SIEM solutions are increasingly proving their worth and vital role in addressing the challenge. Such efforts do pay off: one company saved $1 million in one month after they implemented an integrated incident and problem management workflow. However, success isn’t automatic. It is important to have structured process to evaluate potential solutions. This holds true whether the search is for a SIEM solution or a comprehensive infrastructure performance management one. Consider some of the following criteria and attributes that should be included in the process of solution evaluation.
Solution Evaluation and Selection Checklist
- Rules must be easy to create and maintain.
- Rule evaluation and execution must be based on real-time data, collected and interpreted within an operational context that reflects business demands as well process and infrastructure reality.

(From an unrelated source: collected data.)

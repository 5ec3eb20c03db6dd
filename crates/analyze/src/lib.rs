//! surface-analyze: structural comparison of two extracted API surfaces.
//!
//! The engine consumes [`ApiSurface`](surface_interchange::ApiSurface)
//! values, never binaries, so snapshots from any source can be compared.
//! The result is a [`DiffResult`](surface_interchange::DiffResult) with
//! breaking changes classified.

pub mod diff;

pub use diff::compare;
use std::path::Path;

use surface_analyze::compare;
use surface_core::extract_surface;
use surface_interchange::{
    surface_from_json, ApiSurface, DiffIdentity, PackageIdentity, PackageVersion,
};

use super::{load_options, stage_package, Context};
use crate::error::CliError;
use crate::{LoadArgs, OutputFormat};

/// Values given on the command line that take precedence over what the
/// packages themselves say.
pub(crate) struct IdentityOverrides {
    pub(crate) id: Option<String>,
    pub(crate) from_version: Option<String>,
    pub(crate) to_version: Option<String>,
}

/// One side of a comparison with whatever identity it carried.
struct Side {
    surface: ApiSurface,
    id: Option<String>,
    version: Option<String>,
    variant: Option<String>,
}

/// Compare two packages or snapshots. Exit code 1 when breaking changes
/// were found.
pub(crate) fn cmd_diff(
    ctx: &Context,
    from: &Path,
    to: &Path,
    load: &LoadArgs,
    overrides: IdentityOverrides,
) -> Result<i32, CliError> {
    let old = load_side(ctx, from, load, load.variant.tfm.as_deref())?;
    // Without an explicit target, the newer package is matched against the
    // variant chosen for the older one.
    let target = load.variant.tfm.as_deref().or(old.variant.as_deref());
    let new = load_side(ctx, to, load, target)?;

    let id = overrides
        .id
        .or_else(|| new.id.clone())
        .or_else(|| old.id.clone())
        .ok_or_else(|| CliError::Request("cannot determine package id; pass --id".to_string()))?;
    let version_from = side_version(overrides.from_version, &old, from, "--from-version")?;
    let version_to = side_version(overrides.to_version, &new, to, "--to-version")?;
    PackageIdentity::new(&id, version_from.as_str())?;
    PackageIdentity::new(&id, version_to.as_str())?;

    let tfm = new
        .variant
        .or(old.variant)
        .or_else(|| load.variant.tfm.clone())
        .unwrap_or_default();
    let identity = DiffIdentity::new(id, version_from.as_str(), version_to.as_str(), tfm);
    let result = compare(&old.surface, &new.surface, &identity);

    match ctx.output {
        OutputFormat::Json => ctx.print_json(&result.to_json())?,
        OutputFormat::Text => println!("{}", result.to_text()),
    }
    Ok(if result.is_compatible() { 0 } else { 1 })
}

fn load_side(
    ctx: &Context,
    path: &Path,
    load: &LoadArgs,
    tfm: Option<&str>,
) -> Result<Side, CliError> {
    let (stem_id, stem_version) = split_file_stem(path);
    if is_snapshot(path) {
        let text = std::fs::read_to_string(path).map_err(|e| {
            CliError::Request(format!("failed to read snapshot {}: {}", path.display(), e))
        })?;
        let value: serde_json::Value = serde_json::from_str(&text).map_err(|e| {
            CliError::Request(format!("invalid snapshot {}: {}", path.display(), e))
        })?;
        return Ok(Side {
            surface: surface_from_json(&value)?,
            id: stem_id,
            version: stem_version,
            variant: None,
        });
    }

    let staged = stage_package(ctx, path, tfm, false)?;
    let surface = extract_surface(
        staged.binaries(),
        &load_options(load),
        false,
        load.namespace.as_deref(),
        &ctx.cancel,
    )?;
    let (id, version) = match &staged.manifest {
        Some(m) => (Some(m.id.clone()), Some(m.version.clone())),
        None => (stem_id, stem_version),
    };
    Ok(Side {
        surface,
        id,
        version,
        variant: Some(staged.variant().to_string()),
    })
}

fn side_version(
    explicit: Option<String>,
    side: &Side,
    path: &Path,
    flag: &str,
) -> Result<PackageVersion, CliError> {
    let text = explicit.or_else(|| side.version.clone()).ok_or_else(|| {
        CliError::Request(format!(
            "cannot determine version of {}; pass {}",
            path.display(),
            flag
        ))
    })?;
    Ok(PackageVersion::parse(&text)?)
}

fn is_snapshot(path: &Path) -> bool {
    path.extension()
        .and_then(|e| e.to_str())
        .is_some_and(|e| e.eq_ignore_ascii_case("json"))
}

/// Split a `<Id>.<Version>` file stem. The version starts at the first
/// dot-separated part that begins a parseable version.
fn split_file_stem(path: &Path) -> (Option<String>, Option<String>) {
    let Some(stem) = path.file_stem().and_then(|s| s.to_str()) else {
        return (None, None);
    };
    let parts: Vec<&str> = stem.split('.').collect();
    for i in 1..parts.len() {
        if !parts[i].starts_with(|c: char| c.is_ascii_digit()) {
            continue;
        }
        let version = parts[i..].join(".");
        if PackageVersion::parse(&version).is_ok() {
            return (Some(parts[..i].join(".")), Some(version));
        }
    }
    (Some(stem.to_string()), None)
}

- The time period within which rules are evaluated and responses automatically initiated must be configurable and highly agile – seconds (or less) matter.
- Policies must be applied with a level of granularity that is both application and business process specific.
2. Non-invasive operation:
- The solution must leverage existing processes, application operation and infrastructure realities.
- It must not require application modifications or extensive, proprietary modifications to the operational infrastructure to be effective.
- It must automatically integrate and adapt to infrastructure and business process changes.
3. Platform agnostic:
- The solution must accommodate a heterogeneous IT environment. There should be no “designed in” dependencies on hardware or software features.
- It must be built and based on the utilization and application of open standards and interfaces.
- The solution must be able to expand and scale with the operational environment.
- The solution must be modular in design so that functionality can be extended as needed.
- The solution should have the ability to utilize both in- and out-of-band operational metrics.
- There must be no architectural, structural or operational bottlenecks that will prevent the solution from operating as the infrastructure and business environment grows.
- It must interoperate and integrate with existing on-site commercial /proprietary tools.
- The solution must provide comprehensive automated monitoring, management, and control of operations.
- Monitoring and response activities must be able to monitor, manage (as appropriate) and report on performance and events across all desired infrastructure and devices.
6. Distributed, fault tolerant operation:
- If the solution supports business critical operations it must operate in a fault tolerant manner with no single point of failure.
- Data collection, data analysis, operational intelligence, policy-definition and implementation must be distributed to assure reliable operation even if part of the environment fails.
7. Operational and state reports that are easy to use and understand:
- The solution must provide for clear reporting to aid in designing and defining appropriate policies for appropriate remedial, repair or avoidance response as appropriate.
- Both the user interface and reporting must be designed to present an easily understood and consumable holistic view of infrastructure data and business information as desired and needed.
- Hard won experience in automating business processes, leads us to conclude that model-based, policy-driven automation helps to relieve the burden and risk associated with manual processes.
- In addition, such a solution provides the flexibility, adaptability, and scalability deliverable with a timeframe and ease of implementation that exceeds alternative structures.
This is not an exhaustive list. These important requirements must be supplemented with the ones that are unique to the specific situation and organization. There exist operational idiosyncrasies for each that impact the selection of an appropriate solution approach to its problems. These can be process, technology, procedural, or even politically based. In any case, they need to be identified and considered when defining solution requirements.